Cumhuriyet’in ilanı  ve tek parti dönemiyle ilgili en çok tekrarlanan yanlışlardan biri Cumhuriyet’in tepeden inme bir devrimle gerçekleştiği, tek parti döneminde meclisin hiçbir söz hakkı olmadığıdır. Bu iddia gerek TBMM nin kuruluşunda gerekse Cumhuriyet’in ilanı sonrasında hiçbir dönem için geçerli değildir. Türk milleti kurtuluş savaşının en ateşli günlerinde Anadolu’nun ortasında bir meclis kurarak meşruiyeti en baştan itibaren tek kişinin sözüyle değil mecliste aramıştır ve kurduğu meclise ”Büyük Millet Meclisi” demiştir.
23 Nisan 1920 de kurulan TBMM, gerçekten ismi gibi büyük bir meclistir. O kadar büyük bir meclistir ki Sakarya savaşının ateşli günlerinde bile çalışmalarına ara vermeden devam etmiş, milletin kurtarıcısı olan Gazi Mustafa Kemal’e bile yetkisini sadece 3 ay süreyle geçici olarak devretmiştir.
Kurulduğu günden beri milletin sözcüsü, egemenliğin temsilcisi olduğunu bir an olsun unutmayan TBMM önce 1 Kasım 1922 de 623 yıllık Osmanlı saltanatına son vermiş ardından 29 Ekim 1923 te Cumhuriyet’i ilan ederek egemenliğin kayıtsız şartsız milletin olduğunu ilan etmiştir.

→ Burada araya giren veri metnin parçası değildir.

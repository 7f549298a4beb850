//! Envelope types flowing through the agent's internal job queue.
//!
//! Kept independent of the wire crate's concrete command payloads (which
//! depend on `graymoon-core`, not the reverse) by carrying the command name
//! and a raw JSON body; the dispatcher is responsible for deserializing the
//! body into the command's typed argument struct.

use crate::ids::{RepositoryId, RequestId, WorkspaceId};
use serde::{Deserialize, Serialize};
use serde_json::Value;

#[derive(Debug, Clone, Serialize, Deserialize)]
#[serde(tag = "type")]
pub enum JobEnvelope {
    /// A request that expects a `ResponseCommand` correlated by `request_id`.
    Command { request_id: RequestId, command: String, args: Value },
    /// Fire-and-forget notification; no response is ever sent back.
    Notify { payload: NotifyPayload },
}

impl JobEnvelope {
    pub fn command(request_id: RequestId, command: impl Into<String>, args: Value) -> Self {
        Self::Command { request_id, command: command.into(), args }
    }

    pub fn notify(payload: NotifyPayload) -> Self {
        Self::Notify { payload }
    }
}

/// Payload delivered by a VCS host webhook, naming the repository and
/// workspace whose local checkout changed.
#[derive(Debug, Clone, PartialEq, Eq, Serialize, Deserialize)]
pub struct NotifyPayload {
    pub repository_id: RepositoryId,
    pub workspace_id: WorkspaceId,
    pub repository_path: String,
}
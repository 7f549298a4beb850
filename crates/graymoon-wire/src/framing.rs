//! Length-prefixed JSON framing for the Control-Agent RPC channel.
//!
//! Wire format: 4-byte length prefix (big-endian) + JSON payload.

use serde::{de::DeserializeOwned, Serialize};
use thiserror::Error;
use tokio::io::{AsyncRead, AsyncReadExt, AsyncWrite, AsyncWriteExt};

/// Frames larger than this are rejected before an allocation is attempted,
/// guarding against a corrupt or hostile peer sending a huge length prefix.
const MAX_FRAME_BYTES: u32 = 64 * 1024 * 1024;

#[derive(Debug, Error)]
pub enum ProtocolError {
    #[error("io error: {0}")]
    Io(#[from] std::io::Error),

    #[error("json error: {0}")]
    Json(#[from] serde_json::Error),

    #[error("frame of {0} bytes exceeds maximum of {MAX_FRAME_BYTES}")]
    FrameTooLarge(u32),

    #[error("connection closed")]
    ConnectionClosed,
}

/// Serialize a value to raw JSON bytes, without a length prefix.
pub fn encode<T: Serialize>(value: &T) -> Result<Vec<u8>, ProtocolError> {
    Ok(serde_json::to_vec(value)?)
}

/// Deserialize a value from raw JSON bytes.
pub fn decode<T: DeserializeOwned>(bytes: &[u8]) -> Result<T, ProtocolError> {
    Ok(serde_json::from_slice(bytes)?)
}

/// Write one length-prefixed frame to `writer` and flush it.
pub async fn write_message<W: AsyncWrite + Unpin>(writer: &mut W, payload: &[u8]) -> Result<(), ProtocolError> {
    let len = u32::try_from(payload.len()).map_err(|_| ProtocolError::FrameTooLarge(u32::MAX))?;
    writer.write_all(&len.to_be_bytes()).await?;
    writer.write_all(payload).await?;
    writer.flush().await?;
    Ok(())
}

/// Read one length-prefixed frame from `reader`.
///
/// Returns [`ProtocolError::ConnectionClosed`] if the peer closes before a
/// complete length prefix arrives (a clean EOF at a frame boundary).
pub async fn read_message<R: AsyncRead + Unpin>(reader: &mut R) -> Result<Vec<u8>, ProtocolError> {
    let mut len_buf = [0u8; 4];
    match reader.read_exact(&mut len_buf).await {
        Ok(_) => {}
        Err(e) if e.kind() == std::io::ErrorKind::UnexpectedEof => return Err(ProtocolError::ConnectionClosed),
        Err(e) => return Err(e.into()),
    }
    let len = u32::from_be_bytes(len_buf);
    if len > MAX_FRAME_BYTES {
        return Err(ProtocolError::FrameTooLarge(len));
    }
    let mut payload = vec![0u8; len as usize];
    reader.read_exact(&mut payload).await?;
    Ok(payload)
}

/// Write a JSON-serializable message as one length-prefixed frame.
pub async fn write_json<W: AsyncWrite + Unpin, T: Serialize>(writer: &mut W, value: &T) -> Result<(), ProtocolError> {
    let payload = encode(value)?;
    write_message(writer, &payload).await
}

/// Read one length-prefixed frame and deserialize it as JSON.
pub async fn read_json<R: AsyncRead + Unpin, T: DeserializeOwned>(reader: &mut R) -> Result<T, ProtocolError> {
    let payload = read_message(reader).await?;
    decode(&payload)
}

#[cfg(test)]
mod tests {
    use super::*;

    #[test]
    fn encode_returns_json_without_length_prefix() {
        let encoded = encode(&serde_json::json!({"ok": true})).expect("encode failed");
        let json_str = std::str::from_utf8(&encoded).expect("should be valid UTF-8");
        assert!(json_str.starts_with('{'), "should be JSON object: {}", json_str);
    }

    #[tokio::test]
    async fn read_write_message_roundtrip() {
        let original = b"hello world";

        let mut buffer = Vec::new();
        write_message(&mut buffer, original).await.expect("write failed");
        assert_eq!(buffer.len(), 4 + original.len());

        let mut cursor = std::io::Cursor::new(buffer);
        let read_back = read_message(&mut cursor).await.expect("read failed");
        assert_eq!(read_back, original);
    }

    #[tokio::test]
    async fn write_message_adds_length_prefix() {
        let data = b"test data";

        let mut buffer = Vec::new();
        write_message(&mut buffer, data).await.expect("write failed");

        let len = u32::from_be_bytes([buffer[0], buffer[1], buffer[2], buffer[3]]) as usize;
        assert_eq!(len, data.len());
        assert_eq!(&buffer[4..], data);
    }

    #[tokio::test]
    async fn read_message_on_empty_stream_is_connection_closed() {
        let mut cursor = std::io::Cursor::new(Vec::<u8>::new());
        let err = read_message(&mut cursor).await.unwrap_err();
        assert!(matches!(err, ProtocolError::ConnectionClosed));
    }

    #[tokio::test]
    async fn oversized_frame_is_rejected_before_allocating() {
        let mut buffer = Vec::new();
        buffer.extend_from_slice(&(MAX_FRAME_BYTES + 1).to_be_bytes());
        let mut cursor = std::io::Cursor::new(buffer);
        let err = read_message(&mut cursor).await.unwrap_err();
        assert!(matches!(err, ProtocolError::FrameTooLarge(_)));
    }
}
//! Persistent bidirectional channel to the Control Service. Reconnects
//! forever on any I/O error, reporting the agent's version via `Hello`
//! immediately after each (re)connect.

use crate::backoff::Backoff;
use crate::queue::JobQueueHandle;
use graymoon_core::{JobEnvelope, RequestId};
use graymoon_wire::{read_json, write_json, AgentFrame, ControlFrame, ProtocolError, ReportSemVer, ResponseCommand, SyncCommand};
use thiserror::Error;
use tokio::net::TcpStream;
use tokio::sync::mpsc;
use tokio_util::sync::CancellationToken;
use tracing::{info, warn};

const AGENT_SEMVER: &str = env!("CARGO_PKG_VERSION");

#[derive(Debug, Error)]
enum LinkError {
    #[error(transparent)]
    Protocol(#[from] ProtocolError),
    #[error("job queue closed")]
    QueueClosed,
    #[error("shutting down")]
    Shutdown,
}

#[derive(Clone)]
pub struct RpcLinkHandle {
    outbound: mpsc::UnboundedSender<AgentFrame>,
}

impl RpcLinkHandle {
    pub fn respond(&self, request_id: RequestId, result: ResponseCommand) {
        let _ = self.outbound.send(AgentFrame::Response { request_id, result });
    }

    pub fn notify(&self, command: SyncCommand) {
        let _ = self.outbound.send(AgentFrame::Notify { command });
    }
}

/// Drives the reconnect loop against `app_hub_addr` until `shutdown` fires.
/// Every inbound `ControlFrame::Request` is turned into a `JobEnvelope` and
/// pushed onto the agent's job queue; outbound frames (responses, notifies)
/// are drained from the returned handle's channel.
pub fn run(app_hub_addr: String, queue: JobQueueHandle, shutdown: CancellationToken) -> RpcLinkHandle {
    let (outbound_tx, outbound_rx) = mpsc::unbounded_channel();
    let handle = RpcLinkHandle { outbound: outbound_tx };
    tokio::spawn(reconnect_loop(app_hub_addr, queue, outbound_rx, shutdown));
    handle
}

async fn reconnect_loop(
    app_hub_addr: String,
    queue: JobQueueHandle,
    mut outbound_rx: mpsc::UnboundedReceiver<AgentFrame>,
    shutdown: CancellationToken,
) {
    let mut backoff = Backoff::new();
    loop {
        if shutdown.is_cancelled() {
            return;
        }
        match TcpStream::connect(&app_hub_addr).await {
            Ok(stream) => {
                backoff.reset();
                info!(app_hub_addr = %app_hub_addr, "connected to control");
                if let Err(err) = session(stream, &queue, &mut outbound_rx, &shutdown).await {
                    if matches!(err, LinkError::Shutdown) {
                        return;
                    }
                    warn!(error = %err, "rpc link session ended, reconnecting");
                }
            }
            Err(err) => {
                warn!(error = %err, app_hub_addr = %app_hub_addr, "failed to connect to control");
            }
        }

        if shutdown.is_cancelled() {
            return;
        }
        let delay = backoff.next_delay();
        tokio::select! {
            _ = tokio::time::sleep(delay) => {}
            _ = shutdown.cancelled() => return,
        }
    }
}

async fn session(
    stream: TcpStream,
    queue: &JobQueueHandle,
    outbound_rx: &mut mpsc::UnboundedReceiver<AgentFrame>,
    shutdown: &CancellationToken,
) -> Result<(), LinkError> {
    let (mut reader, mut writer) = stream.into_split();
    write_json(&mut writer, &AgentFrame::Hello { report: ReportSemVer { semver: AGENT_SEMVER.to_string() } }).await?;

    loop {
        tokio::select! {
            frame = read_json::<_, ControlFrame>(&mut reader) => {
                let ControlFrame::Request { request_id, command } = frame?;
                let args = serde_json::to_value(&command).unwrap_or(serde_json::Value::Null);
                let name = command.name().to_string();
                queue.push(JobEnvelope::command(request_id, name, args)).await.map_err(|_| LinkError::QueueClosed)?;
            }
            outbound = outbound_rx.recv() => {
                match outbound {
                    Some(frame) => write_json(&mut writer, &frame).await?,
                    None => return Err(LinkError::QueueClosed),
                }
            }
            _ = shutdown.cancelled() => return Err(LinkError::Shutdown),
        }
    }
}
//! Declarative macros for reducing boilerplate across the workspace.
//!
//! - [`define_id!`] — a newtype string id backed by a nanoid.
//! - [`simple_display!`] — `Display` impl mapping enum variants to string literals.
//! - [`setters!`] — fluent setter methods for a builder-style struct.

/// Define a newtype identifier wrapping an owned `String`.
///
/// Generated ids are random nanoids prefixed by the type's lowercase name,
/// e.g. `WorkspaceId::new()` yields something like `wksp_V1StGXR8Z5jd`.
#[macro_export]
macro_rules! define_id {
    ($(#[$meta:meta])* pub struct $name:ident($prefix:literal);) => {
        $(#[$meta])*
        #[derive(Debug, Clone, PartialEq, Eq, Hash, PartialOrd, Ord, serde::Serialize, serde::Deserialize)]
        #[serde(transparent)]
        pub struct $name(pub String);

        impl $name {
            /// Generate a fresh random id.
            pub fn new() -> Self {
                Self(format!("{}_{}", $prefix, nanoid::nanoid!(16)))
            }

            /// Wrap an existing string as an id (e.g. loaded from storage).
            pub fn from_string(s: impl Into<String>) -> Self {
                Self(s.into())
            }

            pub fn as_str(&self) -> &str {
                &self.0
            }
        }

        impl Default for $name {
            fn default() -> Self {
                Self::new()
            }
        }

        impl std::fmt::Display for $name {
            fn fmt(&self, f: &mut std::fmt::Formatter<'_>) -> std::fmt::Result {
                f.write_str(&self.0)
            }
        }

        impl From<String> for $name {
            fn from(s: String) -> Self {
                Self(s)
            }
        }

        impl From<&str> for $name {
            fn from(s: &str) -> Self {
                Self(s.to_string())
            }
        }
    };
}

/// Generate a `Display` impl that maps enum variants to string literals.
#[macro_export]
macro_rules! simple_display {
    ($enum:ty { $( $variant:ident $(( $($ignore:tt)* ))? => $str:expr ),+ $(,)? }) => {
        impl std::fmt::Display for $enum {
            fn fmt(&self, f: &mut std::fmt::Formatter<'_>) -> std::fmt::Result {
                f.write_str(match self {
                    $( Self::$variant $(( $($ignore)* ))? => $str, )+
                })
            }
        }
    };
}

/// Generate fluent setter methods inside an existing `impl` block.
#[macro_export]
macro_rules! setters {
    (
        $(into { $( $into_field:ident : $into_ty:ty ),* $(,)? })?
        $(set { $( $set_field:ident : $set_ty:ty ),* $(,)? })?
        $(option { $( $opt_field:ident : $opt_ty:ty ),* $(,)? })?
    ) => {
        $($(
            pub fn $into_field(mut self, v: impl Into<$into_ty>) -> Self {
                self.$into_field = v.into();
                self
            }
        )*)?
        $($(
            pub fn $set_field(mut self, v: $set_ty) -> Self {
                self.$set_field = v;
                self
            }
        )*)?
        $($(
            pub fn $opt_field(mut self, v: impl Into<$opt_ty>) -> Self {
                self.$opt_field = Some(v.into());
                self
            }
        )*)?
    };
}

Cumhuriyet’in ilanı sonrasında da TBMM,  milletin meclisi olduğunu hiçbir zaman unutmamış, egemenliğin tek temsilcisinin kendisi olduğunu her zaman vurgulamıştır. Bu milli şuur o kadar yoğun ve ileri düzeydedir ki yeri geldiğinde devletin kurucusu olan Mustafa Kemal’e bile taviz vermemiştir. Yanlış okumadınız. Hiçbir söz hakkı olmadığı iddia edilen, tek parti olduğu için küçümsenen TBMM, söz konusu egemenlik olduğunda Cumhuriyeti’in kurucusuna, milletin kurtarıcısına bile dik durabilmiştir.

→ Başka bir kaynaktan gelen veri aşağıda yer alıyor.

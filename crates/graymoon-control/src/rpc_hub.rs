//! Accepts the single persistent connection from a host agent. At most one
//! agent is considered current; a second connection replaces it and the
//! old socket is torn down. An accept-loop-plus-spawned-task-per-connection
//! shape, generalized from one-shot request/response to a long-lived
//! multiplexed session.

use crate::correlator::{self, Correlator};
use graymoon_core::{GrayMoonError, RequestId, Result};
use graymoon_wire::{read_json, write_json, AgentFrame, ControlFrame, RequestCommand, ResponseCommand, SyncCommand};
use std::net::SocketAddr;
use std::sync::atomic::{AtomicU64, Ordering};
use std::sync::Arc;
use std::time::Duration;
use tokio::net::{TcpListener, TcpStream};
use tokio::sync::mpsc;
use tokio::sync::Mutex as AsyncMutex;
use tokio_util::sync::CancellationToken;
use tracing::{info, warn};

/// Caller-overridable via `send_command_with_cancel`'s own deadline; this is
/// the default applied to every request so a stuck agent-side command can
/// never block its caller forever.
const DEFAULT_COMMAND_TIMEOUT: Duration = Duration::from_secs(300);

struct Session {
    generation: u64,
    outbound: mpsc::UnboundedSender<ControlFrame>,
    cancel: CancellationToken,
    reported_semver: Option<String>,
}

pub struct RpcHub {
    correlator: Arc<Correlator>,
    current: AsyncMutex<Option<Session>>,
    generations: AtomicU64,
    notifies: mpsc::UnboundedSender<SyncCommand>,
}

impl RpcHub {
    pub fn new() -> (Arc<Self>, mpsc::UnboundedReceiver<SyncCommand>) {
        let (notifies, notify_rx) = mpsc::unbounded_channel();
        let hub = Arc::new(Self {
            correlator: Arc::new(Correlator::new()),
            current: AsyncMutex::new(None),
            generations: AtomicU64::new(0),
            notifies,
        });
        (hub, notify_rx)
    }

    pub async fn is_agent_connected(&self) -> bool {
        self.current.lock().await.is_some()
    }

    pub async fn reported_semver(&self) -> Option<String> {
        self.current.lock().await.as_ref().and_then(|s| s.reported_semver.clone())
    }

    /// Send a request to the current agent and await its response, or fail
    /// fast with `AgentDisconnected` when nothing is connected. Applies the
    /// default command timeout with no caller-supplied cancellation.
    pub async fn send_command(self: &Arc<Self>, command: RequestCommand) -> Result<ResponseCommand> {
        self.send_command_with_cancel(command, &CancellationToken::new()).await
    }

    /// Same as `send_command`, but also races the wait against `cancel` so
    /// a caller that gives up (workspace push cancelled, worker shutting
    /// down) doesn't keep the request registered in the correlator.
    pub async fn send_command_with_cancel(
        self: &Arc<Self>,
        command: RequestCommand,
        cancel: &CancellationToken,
    ) -> Result<ResponseCommand> {
        let outbound = {
            let current = self.current.lock().await;
            current.as_ref().ok_or(GrayMoonError::AgentDisconnected)?.outbound.clone()
        };

        let request_id = RequestId::new();
        let rx = self.correlator.register(request_id.clone());
        if outbound.send(ControlFrame::Request { request_id: request_id.clone(), command }).is_err() {
            self.correlator.cancel(&request_id);
            return Err(GrayMoonError::AgentDisconnected);
        }

        tokio::select! {
            result = correlator::await_response(rx) => result,
            _ = tokio::time::sleep(DEFAULT_COMMAND_TIMEOUT) => {
                self.correlator.cancel(&request_id);
                Err(GrayMoonError::AgentTimeout)
            }
            _ = cancel.cancelled() => {
                self.correlator.cancel(&request_id);
                Err(GrayMoonError::Cancelled)
            }
        }
    }

    pub async fn serve(self: Arc<Self>, addr: SocketAddr, shutdown: CancellationToken) -> std::io::Result<()> {
        let listener = TcpListener::bind(addr).await?;
        info!(addr = %addr, "rpc hub listening");
        loop {
            tokio::select! {
                accepted = listener.accept() => {
                    match accepted {
                        Ok((stream, peer)) => {
                            info!(peer = %peer, "agent connection accepted");
                            let hub = self.clone();
                            tokio::spawn(async move { hub.handle_connection(stream).await });
                        }
                        Err(err) => warn!(error = %err, "rpc hub accept error"),
                    }
                }
                _ = shutdown.cancelled() => {
                    let mut current = self.current.lock().await;
                    if let Some(session) = current.take() {
                        session.cancel.cancel();
                    }
                    return Ok(());
                }
            }
        }
    }

    async fn handle_connection(self: Arc<Self>, stream: TcpStream) {
        let generation = self.generations.fetch_add(1, Ordering::SeqCst) + 1;
        let (outbound_tx, mut outbound_rx) = mpsc::unbounded_channel();
        let cancel = CancellationToken::new();

        {
            let mut current = self.current.lock().await;
            if let Some(old) = current.take() {
                old.cancel.cancel();
            }
            *current = Some(Session { generation, outbound: outbound_tx, cancel: cancel.clone(), reported_semver: None });
        }

        let (mut reader, mut writer) = stream.into_split();
        let result: std::result::Result<(), graymoon_wire::ProtocolError> = async {
            loop {
                tokio::select! {
                    frame = read_json::<_, AgentFrame>(&mut reader) => {
                        match frame? {
                            AgentFrame::Hello { report } => {
                                let mut current = self.current.lock().await;
                                if let Some(session) = current.as_mut() {
                                    if session.generation == generation {
                                        session.reported_semver = Some(report.semver.clone());
                                    }
                                }
                                info!(semver = %report.semver, "agent reported version");
                            }
                            AgentFrame::Response { request_id, result } => {
                                self.correlator.complete(request_id, result);
                            }
                            AgentFrame::Notify { command } => {
                                let _ = self.notifies.send(command);
                            }
                        }
                    }
                    outbound = outbound_rx.recv() => {
                        match outbound {
                            Some(frame) => write_json(&mut writer, &frame).await?,
                            None => return Ok(()),
                        }
                    }
                    _ = cancel.cancelled() => return Ok(()),
                }
            }
        }
        .await;

        if let Err(err) = result {
            warn!(error = %err, "agent connection ended");
        }

        let mut current = self.current.lock().await;
        if matches!(current.as_ref(), Some(session) if session.generation == generation) {
            *current = None;
            drop(current);
            self.correlator.fail_all_pending();
        }
    }
}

Cumhuriyet’in ilanından sonra en önemli meselelerden biri yeni bir anayasanın hazırlanmasıdır. Çünkü yürürlükte olan 1921 Anayasası yeni kurulmuş bir devletin anayasası olacak niteliğe sahip değildir. Bir ihtilal anayasasıdır. Kurtuluş savaşının olağanüstü koşullarında hazırlanmış 23 maddelik  bir  Anayasa metnidir. Devletin kurumlarının görevleri ve işleyişi, Cumhurbaşkanı’nın görevleri, yargı organının yapısı, kısacası devletin hiçbir kurumunun görev ve tanımı yoktur. Böyle bir anayasa ile bir devletin yönetilmesi mümkün değildir. Bu nedenle yeni anayasanın hazırlanması için mecliste görüşmeler başlamıştır.

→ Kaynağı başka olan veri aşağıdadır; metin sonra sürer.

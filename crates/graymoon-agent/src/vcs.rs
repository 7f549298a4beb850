//! VCS execution: shells out to the local `git` binary rather than linking
//! a git implementation, the same tradeoff the host-resident adapter makes
//! for its own repository introspection.

use async_trait::async_trait;
use graymoon_core::{GrayMoonError, Result};
use graymoon_wire::GitVersion;
use std::path::Path;
use std::process::Stdio;
use tokio::process::Command;

#[derive(Debug, Clone, PartialEq, Eq)]
pub struct GitBranchInfo {
    pub name: String,
    pub is_default: bool,
    pub head_sha: Option<String>,
}

#[async_trait]
pub trait VcsExecutor: Send + Sync {
    async fn clone_repo(&self, clone_url: &str, local_path: &Path, branch: Option<&str>) -> Result<()>;
    async fn fetch(&self, local_path: &Path) -> Result<()>;
    /// Fetch tags only; separate from `fetch` because the notify path wants
    /// tag refs for version calc without re-running a full prune fetch.
    async fn run_fetch_tags(&self, local_path: &Path) -> Result<()>;
    async fn checkout(&self, local_path: &Path, branch: &str) -> Result<()>;
    async fn create_branch(&self, local_path: &Path, branch: &str, from: Option<&str>) -> Result<()>;
    async fn current_branch(&self, local_path: &Path) -> Result<String>;
    async fn default_branch(&self, local_path: &Path) -> Result<String>;
    async fn ahead_behind(&self, local_path: &Path, branch: &str) -> Result<GitVersion>;
    /// Whether `branch` has a configured upstream tracking ref.
    async fn has_upstream(&self, local_path: &Path, branch: &str) -> Result<bool>;
    async fn push(&self, local_path: &Path, branch: &str, force_with_lease: bool) -> Result<()>;
    async fn commit_all(&self, local_path: &Path, message: &str) -> Result<String>;
    async fn list_branches(&self, local_path: &Path) -> Result<Vec<GitBranchInfo>>;
}

pub struct GitCliExecutor;

impl GitCliExecutor {
    pub fn new() -> Self {
        Self
    }

    async fn run(&self, local_path: &Path, args: &[&str]) -> Result<String> {
        let output = Command::new("git")
            .args(args)
            .current_dir(local_path)
            .stdin(Stdio::null())
            .output()
            .await
            .map_err(|e| GrayMoonError::VcsFailure(format!("failed to spawn git {}: {e}", args.join(" "))))?;

        if !output.status.success() {
            let stderr = String::from_utf8_lossy(&output.stderr).trim().to_string();
            return Err(GrayMoonError::VcsFailure(format!("git {} failed: {stderr}", args.join(" "))));
        }
        Ok(String::from_utf8_lossy(&output.stdout).trim().to_string())
    }
}

impl Default for GitCliExecutor {
    fn default() -> Self {
        Self::new()
    }
}

#[async_trait]
impl VcsExecutor for GitCliExecutor {
    async fn clone_repo(&self, clone_url: &str, local_path: &Path, branch: Option<&str>) -> Result<()> {
        let mut args = vec!["clone", clone_url, local_path.to_str().unwrap_or_default()];
        if let Some(branch) = branch {
            args.push("--branch");
            args.push(branch);
        }
        let parent = local_path.parent().unwrap_or(local_path);
        let output = Command::new("git")
            .args(&args)
            .current_dir(parent)
            .stdin(Stdio::null())
            .output()
            .await
            .map_err(|e| GrayMoonError::VcsFailure(format!("failed to spawn git clone: {e}")))?;
        if !output.status.success() {
            let stderr = String::from_utf8_lossy(&output.stderr).trim().to_string();
            return Err(GrayMoonError::VcsFailure(format!("git clone failed: {stderr}")));
        }
        Ok(())
    }

    async fn fetch(&self, local_path: &Path) -> Result<()> {
        self.run(local_path, &["fetch", "--prune", "origin"]).await?;
        Ok(())
    }

    async fn run_fetch_tags(&self, local_path: &Path) -> Result<()> {
        self.run(local_path, &["fetch", "--tags", "origin"]).await?;
        Ok(())
    }

    async fn checkout(&self, local_path: &Path, branch: &str) -> Result<()> {
        self.run(local_path, &["checkout", branch]).await?;
        Ok(())
    }

    async fn create_branch(&self, local_path: &Path, branch: &str, from: Option<&str>) -> Result<()> {
        let start_point = from.unwrap_or("HEAD");
        self.run(local_path, &["checkout", "-b", branch, start_point]).await?;
        Ok(())
    }

    async fn current_branch(&self, local_path: &Path) -> Result<String> {
        let branch = self.run(local_path, &["rev-parse", "--abbrev-ref", "HEAD"]).await?;
        if branch.is_empty() || branch == "HEAD" {
            return Err(GrayMoonError::VcsFailure("repository is in detached HEAD state".to_string()));
        }
        Ok(branch)
    }

    async fn default_branch(&self, local_path: &Path) -> Result<String> {
        let symref = self.run(local_path, &["symbolic-ref", "refs/remotes/origin/HEAD"]).await?;
        Ok(symref.trim_start_matches("refs/remotes/origin/").to_string())
    }

    async fn ahead_behind(&self, local_path: &Path, branch: &str) -> Result<GitVersion> {
        self.fetch(local_path).await?;
        let upstream = format!("origin/{branch}");
        let counts = self.run(local_path, &["rev-list", "--left-right", "--count", &format!("{branch}...{upstream}")]).await?;
        let mut parts = counts.split_whitespace();
        let ahead: u32 = parts.next().and_then(|s| s.parse().ok()).unwrap_or(0);
        let behind: u32 = parts.next().and_then(|s| s.parse().ok()).unwrap_or(0);
        let head_sha = self.run(local_path, &["rev-parse", branch]).await?;
        Ok(GitVersion { branch: branch.to_string(), head_sha, ahead, behind })
    }

    async fn has_upstream(&self, local_path: &Path, branch: &str) -> Result<bool> {
        let upstream_ref = format!("{branch}@{{upstream}}");
        Ok(self.run(local_path, &["rev-parse", "--abbrev-ref", &upstream_ref]).await.is_ok())
    }

    async fn push(&self, local_path: &Path, branch: &str, force_with_lease: bool) -> Result<()> {
        let mut args = vec!["push", "origin", branch];
        if force_with_lease {
            args.insert(1, "--force-with-lease");
        }
        let result = self.run(local_path, &args).await;
        result.map(|_| ()).map_err(|e| {
            let msg = e.to_string();
            if msg.contains("non-fast-forward") || msg.contains("fetch first") {
                GrayMoonError::MergeConflict
            } else {
                e
            }
        })
    }

    async fn commit_all(&self, local_path: &Path, message: &str) -> Result<String> {
        self.run(local_path, &["add", "-A"]).await?;
        self.run(local_path, &["commit", "-m", message]).await?;
        self.run(local_path, &["rev-parse", "HEAD"]).await
    }

    async fn list_branches(&self, local_path: &Path) -> Result<Vec<GitBranchInfo>> {
        self.fetch(local_path).await?;
        let default = self.default_branch(local_path).await.ok();
        let output = self
            .run(local_path, &["for-each-ref", "--format=%(refname:short) %(objectname)", "refs/remotes/origin"])
            .await?;
        let branches = output
            .lines()
            .filter_map(|line| {
                let mut parts = line.split_whitespace();
                let full_name = parts.next()?;
                let sha = parts.next().map(str::to_string);
                let name = full_name.strip_prefix("origin/")?;
                if name == "HEAD" {
                    return None;
                }
                Some(GitBranchInfo {
                    is_default: Some(name) == default.as_deref(),
                    name: name.to_string(),
                    head_sha: sha,
                })
            })
            .collect();
        Ok(branches)
    }
}

#[cfg(test)]
mod tests {
    use super::*;

    #[tokio::test]
    async fn run_on_nonexistent_repo_surfaces_vcs_failure() {
        let executor = GitCliExecutor::new();
        let result = executor.current_branch(Path::new("/nonexistent/path/does/not/exist")).await;
        assert!(matches!(result, Err(GrayMoonError::VcsFailure(_))));
    }
}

Bu görüşmeler sırasında milletvekilleri arasında hararetli tartışmalar yaşanmıştır. En çok tartışılan konuların başında ise meclisin feshi konusu gelmektedir. Meclisin hangi koşullarda feshedileceği gündeme gelince vekiller arasında saatlerce süren tartışmalar yaşanmıştır. Bazı vekiller meclisin dışında ayrı bir meclis meydana getirilmesi gerektiğini, çünkü mecliste gün geldiğinde içinden çıkılmaz ayrılıklar yaşanabileceğini, böyle bir durumda ikinci meclisin yaşanan kaosu çözeceğini savunmuşlardır. Hatta bu meclise ”ikinci meclis deriz” diye isim bulan vekiller bile olmuştur. İkinci meclise seçilecek olan vekillerin memleketin okumuş, tahsilli, uzman kişilerden seçilecektir ve mecliste kaos yaşandığında ikinci meclisin kararıyla Cumhurbaşkanı’nın meclisi fesh yetkisi olacaktır.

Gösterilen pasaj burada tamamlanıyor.